= Task details =
Search the data for "ClientError". Each line containing it is to be copied.

= Provided records =
---*---

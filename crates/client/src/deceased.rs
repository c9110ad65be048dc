//! The signed-in user's memorials across all graveyards.

use std::sync::Arc;

use gravekeeper_core::memorial::{
    normalize_optional_text, random_position, validate_memorial, validate_new_memorial,
    MemorialFields,
};
use gravekeeper_core::types::DbId;

use crate::backend::MemorialBackend;
use crate::error::ClientError;
use crate::models::{Deceased, DeceasedUpdate, NewDeceased};

pub struct DeceasedStore<B> {
    backend: Arc<B>,
    /// Newest first.
    records: Vec<Deceased>,
}

impl<B: MemorialBackend> DeceasedStore<B> {
    pub fn new(backend: Arc<B>) -> Self {
        Self {
            backend,
            records: Vec::new(),
        }
    }

    pub fn records(&self) -> &[Deceased] {
        &self.records
    }

    pub fn get(&self, id: DbId) -> Option<&Deceased> {
        self.records.iter().find(|d| d.id == id)
    }

    /// Memorials of one graveyard, newest first.
    pub fn for_graveyard(&self, graveyard_id: DbId) -> Vec<&Deceased> {
        self.records
            .iter()
            .filter(|d| d.graveyard_id == graveyard_id)
            .collect()
    }

    pub async fn fetch(&mut self) -> Result<(), ClientError> {
        self.records = self.backend.list_deceased(None).await?;
        Ok(())
    }

    /// Create a memorial. Unspecified coordinates are chosen at random.
    pub async fn add(&mut self, mut record: NewDeceased) -> Result<Deceased, ClientError> {
        record.notes = normalize_optional_text(record.notes);
        validate_new_memorial(&MemorialFields {
            name: Some(&record.name),
            epitaph: Some(&record.epitaph),
            notes: record.notes.as_deref(),
            tombstone_style: Some(record.tombstone_style),
            position_x: record.position_x,
            position_y: record.position_y,
        })?;

        let (x, y) = random_position();
        record.position_x.get_or_insert(x);
        record.position_y.get_or_insert(y);

        let created = self.backend.create_deceased(&record).await?;
        self.records.insert(0, created.clone());
        Ok(created)
    }

    pub async fn update(
        &mut self,
        id: DbId,
        mut update: DeceasedUpdate,
    ) -> Result<Deceased, ClientError> {
        update.notes = update.notes.map(normalize_optional_text);
        validate_memorial(&MemorialFields {
            name: update.name.as_deref(),
            epitaph: update.epitaph.as_deref(),
            notes: update.notes.as_ref().and_then(|n| n.as_deref()),
            tombstone_style: update.tombstone_style,
            position_x: update.position_x,
            position_y: update.position_y,
        })?;

        let updated = self.backend.update_deceased(id, &update).await?;
        if let Some(slot) = self.records.iter_mut().find(|d| d.id == id) {
            *slot = updated.clone();
        }
        Ok(updated)
    }

    /// Remove exactly this memorial once the backend confirms.
    pub async fn delete(&mut self, id: DbId) -> Result<(), ClientError> {
        self.backend.delete_deceased(id).await?;
        self.records.retain(|d| d.id != id);
        Ok(())
    }

    /// Drop memorials of a graveyard the backend has already deleted.
    pub(crate) fn forget_graveyard(&mut self, graveyard_id: DbId) {
        self.records.retain(|d| d.graveyard_id != graveyard_id);
    }

    pub(crate) fn clear(&mut self) {
        self.records.clear();
    }
}
use gravekeeper_core::account::AccountDeletionStep;
use gravekeeper_core::error::CoreError;
use gravekeeper_core::graveyard::LAST_GRAVEYARD_MESSAGE;

/// Failures talking to the backend.
#[derive(Debug, thiserror::Error)]
pub enum BackendError {
    /// The HTTP request itself failed (network, DNS, TLS, etc.).
    #[error("HTTP request failed: {0}")]
    Request(#[from] reqwest::Error),

    /// The server answered with a non-2xx status.
    #[error("API error ({status}): {message}")]
    Api {
        status: u16,
        /// Machine-readable `code` from the error body.
        code: String,
        message: String,
        /// Set when an account deletion step failed.
        step: Option<AccountDeletionStep>,
    },

    /// No session token is held.
    #[error("Not signed in")]
    NoSession,
}

impl BackendError {
    pub fn status(&self) -> Option<u16> {
        match self {
            Self::Api { status, .. } => Some(*status),
            _ => None,
        }
    }

    /// The server's message, or the transport error text.
    pub fn message(&self) -> String {
        match self {
            Self::Api { message, .. } => message.clone(),
            other => other.to_string(),
        }
    }

    pub(crate) fn is_unauthenticated(&self) -> bool {
        matches!(self, Self::NoSession) || self.status() == Some(401)
    }
}

/// Identity provider failures.
#[derive(Debug, thiserror::Error)]
pub enum AuthError {
    #[error("An account with this email already exists")]
    DuplicateAccount,

    #[error("Invalid email or password")]
    InvalidCredentials,

    /// Any other provider error, with the provider's message.
    #[error("{0}")]
    Provider(String),
}

impl AuthError {
    pub(crate) fn from_sign_up(err: BackendError) -> Self {
        match err.status() {
            Some(409) => Self::DuplicateAccount,
            _ => Self::Provider(err.message()),
        }
    }

    pub(crate) fn from_sign_in(err: BackendError) -> Self {
        match err.status() {
            Some(401) => Self::InvalidCredentials,
            _ => Self::Provider(err.message()),
        }
    }
}

/// Errors surfaced by the stores to the UI.
#[derive(Debug, thiserror::Error)]
pub enum ClientError {
    #[error(transparent)]
    Auth(#[from] AuthError),

    /// A read or write against the backend failed.
    #[error("{}", .0.message())]
    DataAccess(BackendError),

    #[error("{message}")]
    AccountDeletion {
        step: AccountDeletionStep,
        message: String,
    },

    /// Input rejected before any backend call.
    #[error(transparent)]
    Validation(#[from] CoreError),

    #[error("You must be signed in")]
    NotAuthenticated,

    #[error("{}", LAST_GRAVEYARD_MESSAGE)]
    LastGraveyard,
}

impl From<BackendError> for ClientError {
    fn from(err: BackendError) -> Self {
        if err.is_unauthenticated() {
            return Self::NotAuthenticated;
        }
        match err {
            BackendError::Api {
                step: Some(step),
                message,
                ..
            } => Self::AccountDeletion { step, message },
            other => Self::DataAccess(other),
        }
    }
}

---*---

= Response below =
use crate::error::ClientError;
    pub async fn fetch(&mut self) -> Result<(), ClientError> {
    pub async fn add(&mut self, mut record: NewDeceased) -> Result<Deceased, ClientError> {
    ) -> Result<Deceased, ClientError> {
    pub async fn delete(&mut self, id: DbId) -> Result<(), ClientError> {
pub enum ClientError {
impl From<BackendError> for ClientError {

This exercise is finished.